# [Goal of the exercise]
Where a line has odd spacing or punctuation, keep it; transcribe all the entries exactly.

Saved entries:
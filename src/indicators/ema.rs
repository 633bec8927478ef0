// =============================================================================
// Moving averages — EMA and SMA
// =============================================================================
//
// EMA formula:
//   multiplier = 2 / (period + 1)
//   EMA_t      = close_t * multiplier + EMA_{t-1} * (1 - multiplier)
//
// The first EMA value is seeded with the SMA of the first `period` values, so
// both series become available at index `period - 1` (NaN before that).
// =============================================================================

/// EMA series aligned to `values` (NaN until index `period - 1`).
pub fn ema_series(values: &[f64], period: usize) -> Vec<f64> {
    let n = values.len();
    let mut out = vec![f64::NAN; n];
    if period == 0 || n < period {
        return out;
    }

    let multiplier = 2.0 / (period + 1) as f64;
    let seed: f64 = values[..period].iter().sum::<f64>() / period as f64;
    out[period - 1] = seed;

    let mut prev = seed;
    for i in period..n {
        let ema = values[i] * multiplier + prev * (1.0 - multiplier);
        out[i] = ema;
        prev = ema;
    }
    out
}

/// SMA series aligned to `values` (NaN until index `period - 1`).
pub fn sma_series(values: &[f64], period: usize) -> Vec<f64> {
    let n = values.len();
    let mut out = vec![f64::NAN; n];
    if period == 0 || n < period {
        return out;
    }

    let mut window_sum: f64 = values[..period].iter().sum();
    out[period - 1] = window_sum / period as f64;
    for i in period..n {
        window_sum += values[i] - values[i - period];
        out[i] = window_sum / period as f64;
    }
    out
}

/// Most recent EMA value, `None` on insufficient input.
pub fn calculate_ema(values: &[f64], period: usize) -> Option<f64> {
    let series = ema_series(values, period);
    let last = *series.last()?;
    if last.is_finite() {
        Some(last)
    } else {
        None
    }
}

# [Response area]
filename src/indicators/ema.rs
repository 633bec8927478ef0
// =============================================================================
// Moving averages — EMA and SMA
// =============================================================================
//
// EMA formula:
//   multiplier = 2 / (period + 1)
//   EMA_t      = close_t * multiplier + EMA_{t-1} * (1 - multiplier)
//
// The first EMA value is seeded with the SMA of the first `period` values, so
// both series become available at index `period - 1` (NaN before that).
// =============================================================================

/// EMA series aligned to `values` (NaN until index `period - 1`).
pub fn ema_series(values: &[f64], period: usize) -> Vec<f64> {
    let n = values.len();
    let mut out = vec![f64::NAN; n];
    if period == 0 || n < period {
        return out;
    }

    let multiplier = 2.0 / (period + 1) as f64;
    let seed: f64 = values[..period].iter().sum::<f64>() / period as f64;
    out[period - 1] = seed;

    let mut prev = seed;
    for i in period..n {
        let ema = values[i] * multiplier + prev * (1.0 - multiplier);
        out[i] = ema;
        prev = ema;
    }
    out
}

/// SMA series aligned to `values` (NaN until index `period - 1`).
pub fn sma_series(values: &[f64], period: usize) -> Vec<f64> {
    let n = values.len();
    let mut out = vec![f64::NAN; n];
    if period == 0 || n < period {
        return out;
    }

    let mut window_sum: f64 = values[..period].iter().sum();
    out[period - 1] = window_sum / period as f64;
    for i in period..n {
        window_sum += values[i] - values[i - period];
        out[i] = window_sum / period as f64;
    }
    out
}

/// Most recent EMA value, `None` on insufficient input.
pub fn calculate_ema(values: &[f64], period: usize) -> Option<f64> {
    let series = ema_series(values, period);
    let last = *series.last()?;
    if last.is_finite() {
        Some(last)
    } else {
        None
    }
}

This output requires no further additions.